The rationale is that increasing the number of source-detector chains on a given gantry will

proportionally reduce the data acquisition time and improve the temporal resolution [8]. The first

real example is the multisource CT prototype known as the dynamic spatial reconstructor (DSR)

[9], which still demands a mechanical scan, and is not stationary.

Subsequently, several multi-source CT schemes were designed. Liu et al. demonstrated the

improved image quality in a simulated five-source cone-beam micro-CT using a Feldkamp-type

reconstruction algorithm [10]. Zhao et al. conceptualized a triple-source helical/saddle cone-

beam CT system and developed an exact volumetric reconstruction algorithm. Cao et al.
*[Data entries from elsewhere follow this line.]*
use crate::{err::*, textual::SExp};
use bounce_syntax::*;
use bounce_utils::span::{FileInfo, Sp, Span};

pub struct Elaborator<'a> {
    info: &'a FileInfo,
    program: Program,
    /// blocks enclosing the form being elaborated
    regions: Regions,
}

type Items<'s> = &'s [Sp<SExp>];

impl<'a> Elaborator<'a> {
    pub fn new(info: &'a FileInfo) -> Self {
        Elaborator { info, program: Program::default(), regions: Regions::default() }
    }

    pub fn run(mut self, forms: Vec<Sp<SExp>>) -> Result<Program> {
        for form in &forms {
            self.toplevel(form)?;
        }
        Ok(self.program)
    }

    fn malformed<T>(&self, span: &Span, form: &str, reason: impl Into<String>) -> Result<T> {
        Err(ParseError::Malformed {
            location: self.info.locate(span),
            form: form.to_string(),
            reason: reason.into(),
        })
    }

    fn sym(&self, sexp: &Sp<SExp>, form: &str) -> Result<VarName> {
        match sexp.inner.as_sym() {
            | Some(s) => Ok(VarName::from(s)),
            | None => self.malformed(&sexp.info, form, "expected a name"),
        }
    }

    fn syms(&self, sexp: &Sp<SExp>, form: &str) -> Result<Vec<VarName>> {
        match sexp.inner.as_list() {
            | Some(items) => items.iter().map(|item| self.sym(item, form)).collect(),
            | None => self.malformed(&sexp.info, form, "expected a parenthesized list of names"),
        }
    }

    /* -------------------------------- Toplevel -------------------------------- */

    fn toplevel(&mut self, form: &Sp<SExp>) -> Result<()> {
        let span = form.info;
        if let Some(items) = form.inner.as_list() {
            match items.first().and_then(|head| head.inner.as_sym()) {
                | Some("define") => {
                    let [_, name, bindee] = items else {
                        return self.malformed(&span, "define", "expected `(define NAME EXPR)`");
                    };
                    let name = self.sym(name, "define")?;
                    let bindee = self.expr(bindee)?;
                    self.program.top.push(Toplevel::Define(name, bindee));
                    return Ok(());
                }
                | Some("defn") => {
                    let (name, func) = self.defn(&span, items)?;
                    self.program.top.push(Toplevel::Define(name, func));
                    return Ok(());
                }
                | Some(region @ ("tco" | "continuations" | "lazify")) => {
                    let saved = self.regions;
                    match region {
                        | "tco" => self.regions.tco = true,
                        | "continuations" => {
                            self.regions.tco = true;
                            self.regions.cont = true;
                        }
                        | _ => self.regions.lazy = true,
                    }
                    for item in &items[1..] {
                        self.toplevel(item)?;
                    }
                    self.regions = saved;
                    return Ok(());
                }
                | _ => {}
            }
        }
        let expr = self.expr(form)?;
        self.program.top.push(Toplevel::Exec(expr));
        Ok(())
    }

    /// `(defn NAME (PARAM*) [:decorators (KIND*)] BODY*)`
    fn defn(&mut self, span: &Span, items: Items) -> Result<(VarName, ExprId)> {
        let [_, name, params, rest @ ..] = items else {
            return self.malformed(span, "defn", "expected `(defn NAME (PARAM*) BODY*)`");
        };
        let name = self.sym(name, "defn")?;
        let func = self.func(span, Some(name.clone()), params, rest)?;
        Ok((name, self.program.alloc_expr(func, *span)))
    }

    fn func(
        &mut self, span: &Span, name: Option<VarName>, params: &Sp<SExp>, rest: Items,
    ) -> Result<FnId> {
        let params = self.syms(params, "fn")?;
        let (decorators, body) = match rest {
            | [kw, names, body @ ..] if kw.inner == SExp::Keyword("decorators".into()) => {
                let Some(names) = names.inner.as_list() else {
                    return self.malformed(&names.info, "fn", "`:decorators` takes a list");
                };
                let decorators = names
                    .iter()
                    .map(|item| match item.inner.as_sym() {
                        | Some(s) => Ok((DecoratorName::from(s), item.info)),
                        | None => self.malformed(&item.info, "fn", "decorators are plain names"),
                    })
                    .collect::<Result<Vec<_>>>()?;
                (decorators, body)
            }
            | body => (Vec::new(), body),
        };
        let body = self.block(span, body)?;
        let def = FnDef { name, params, body, decorators, regions: self.regions, kind: FnKind::Plain };
        Ok(self.program.alloc_fn(def))
    }

    /* ------------------------------- Expression ------------------------------- */

    fn block(&mut self, span: &Span, items: Items) -> Result<ExprId> {
        let items = items.iter().map(|item| self.expr(item)).collect::<Result<Vec<_>>>()?;
        Ok(self.program.alloc_expr(items, *span))
    }

    fn args(&mut self, items: Items) -> Result<(Vec<ExprId>, Vec<(VarName, ExprId)>)> {
        let mut args = Vec::new();
        let mut kwargs = Vec::new();
        let mut iter = items.iter();
        while let Some(item) = iter.next() {
            match &item.inner {
                | SExp::Keyword(kw) => {
                    let Some(value) = iter.next() else {
                        return self.malformed(&item.info, "call", format!("`:{}` needs a value", kw));
                    };
                    let value = self.expr(value)?;
                    kwargs.push((VarName::from(kw), value));
                }
                | _ if !kwargs.is_empty() => {
                    return self.malformed(&item.info, "call", "positional argument after keyword");
                }
                | _ => args.push(self.expr(item)?),
            }
        }
        Ok((args, kwargs))
    }

    pub fn expr(&mut self, sexp: &Sp<SExp>) -> Result<ExprId> {
        let span = sexp.info;
        let expr: Expr = match &sexp.inner {
            | SExp::Int(i) => Literal::Int(*i).into(),
            | SExp::Str(s) => Literal::Str(s.clone()).into(),
            | SExp::Bool(b) => Literal::Bool(*b).into(),
            | SExp::Sym(s) if s == "nil" => Literal::Unit.into(),
            | SExp::Sym(s) => VarName::from(s).into(),
            | SExp::Keyword(kw) => {
                return self.malformed(&span, kw, "keyword outside of a call");
            }
            | SExp::List(items) => return self.form(&span, items),
        };
        Ok(self.program.alloc_expr(expr, span))
    }

    fn form(&mut self, span: &Span, items: Items) -> Result<ExprId> {
        let Some(head) = items.first() else {
            return self.malformed(span, "()", "empty application");
        };
        let expr: Expr = match head.inner.as_sym() {
            | Some("fn") => {
                let [_, params, rest @ ..] = items else {
                    return self.malformed(span, "fn", "expected `(fn (PARAM*) BODY*)`");
                };
                self.func(span, None, params, rest)?.into()
            }
            | Some("defn") => {
                let (name, func) = self.defn(span, items)?;
                Let { binder: name, bindee: func }.into()
            }
            | Some("define") => {
                return self.malformed(span, "define", "only allowed at toplevel; use `let`");
            }
            | Some("if") => match items {
                | [_, cond, then, rest @ ..] if rest.len() <= 1 => {
                    let arm = Arm { cond: self.expr(cond)?, body: self.expr(then)? };
                    let alt = match rest {
                        | [alt] => Some(self.expr(alt)?),
                        | _ => None,
                    };
                    If { arms: vec![arm], alt }.into()
                }
                | _ => return self.malformed(span, "if", "expected `(if COND THEN [ELSE])`"),
            },
            | Some("cond") => {
                let mut arms = Vec::new();
                let mut alt = None;
                for (i, clause) in items[1..].iter().enumerate() {
                    let Some([test, body @ ..]) = clause.inner.as_list() else {
                        return self.malformed(&clause.info, "cond", "clauses are `(TEST BODY*)`");
                    };
                    if test.inner.as_sym() == Some("else") {
                        if i + 2 != items.len() {
                            return self.malformed(&clause.info, "cond", "`else` must come last");
                        }
                        alt = Some(self.block(&clause.info, body)?);
                    } else {
                        let cond = self.expr(test)?;
                        arms.push(Arm { cond, body: self.block(&clause.info, body)? });
                    }
                }
                if arms.is_empty() {
                    return self.malformed(span, "cond", "needs at least one test clause");
                }
                If { arms, alt }.into()
            }
            | Some(op @ ("and" | "or")) => {
                let op = if op == "and" { BoolOp::And } else { BoolOp::Or };
                let operands =
                    items[1..].iter().map(|item| self.expr(item)).collect::<Result<Vec<_>>>()?;
                ShortCircuit { op, operands }.into()
            }
            | Some("begin") => {
                return self.block(span, &items[1..]);
            }
            | Some(form @ ("let" | "set!")) => {
                let [_, binder, bindee] = items else {
                    return self.malformed(span, form, format!("expected `({} NAME EXPR)`", form));
                };
                let binder = self.sym(binder, form)?;
                let bindee = self.expr(bindee)?;
                match form {
                    | "let" => Let { binder, bindee }.into(),
                    | _ => Set { binder, bindee }.into(),
                }
            }
            | Some("while") => {
                let [_, cond, body @ ..] = items else {
                    return self.malformed(span, "while", "expected `(while COND BODY*)`");
                };
                let cond = self.expr(cond)?;
                While { cond, body: self.block(span, body)? }.into()
            }
            | Some("jump") => {
                let [_, func, rest @ ..] = items else {
                    return self.malformed(span, "jump", "expected `(jump F ARG*)`");
                };
                let func = self.expr(func)?;
                let (args, kwargs) = self.args(rest)?;
                Jump { func, args, kwargs, cc: None }.into()
            }
            | Some("capture") => {
                let [_, binders, call] = items else {
                    return self.malformed(span, "capture", "expected `(capture (NAME*) (F ARG*))`");
                };
                let binders = self.syms(binders, "capture")?;
                let call = self.expr(call)?;
                if !matches!(self.program.exprs[&call], Expr::Call(_)) {
                    return self.malformed(span, "capture", "the captured expression must be a call");
                }
                Capture { binders, call }.into()
            }
            | _ => {
                let func = self.expr(head)?;
                let (args, kwargs) = self.args(&items[1..])?;
                Call { func, args, kwargs }.into()
            }
        };
        Ok(self.program.alloc_expr(expr, *span))
    }
}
proposed an 80 multi-source interior CT architecture that employs three stationary x-ray source

arrays and three detector operated in the interior tomography mode [11]. For most of multiple

source-based x-ray imaging system designs, a general challenge is how to collect high-quality

data and perform interior CT reconstruction [12]. In interior tomography, x-ray beams are

restricted to travel through a local region of interest (ROI), thereby compromising the

measurement on the ROI by both surrounding tissues and data noise due to Poisson noise and

Compton scattering [13, 14]. Nevertheless, interior tomography enables utilization of smaller x-

ray detectors, allows more source-detector chains in a given gantry space, and provides high

temporal resolution thanks to the parallelism offered by multiple imaging chains. Clearly, the

multi-source interior CT architecture has the potential to achieve ultrahigh temporal resolution

for all-phase cardiac CT imaging. However, most of these multiple-source CT cardiac imaging

systems have not been prototyped so far for sparsity of the resultant dataset practically feasible,

complexity of the system engineering, and cost incurred in such a highly non-trivial undertaking.

Over recent years, the use of artificial intelligence (AI) [15], specifically deep learning, has

become instrumental for processing, reconstruction, analysis and interpretation of medical

images [16]. In the field of dynamic cardiac imaging, the adaption of deep learning techniques

is now the mainstream to remove image artifacts in the cases of limited and compromised

measurements [17]. Bello et Al. took image sequences of the heart acquired using cardiac MRI

to create time-resolved 3D segmentations using a fully convolutional network aided by

anatomical shape priors [18]. To provide a high-quality image in phase-contrast magnetic

resonance imaging, Vishnevskiy et Al. proposed an efficient model-based deep neural

reconstruction network to avoid hyperparametric turning and expensive computational

overhead of the compressed sensing reconstruction methods for clinical aortic flow analysis

[19]. To improve the overall quality of 4D CBCT images, the two CNN models, named N-Net

and CycN-Net were proposed in [20]. By all means, any improvement in the analysis of cardiac

dynamics may lead to better diagnosis and monitoring of CVDs.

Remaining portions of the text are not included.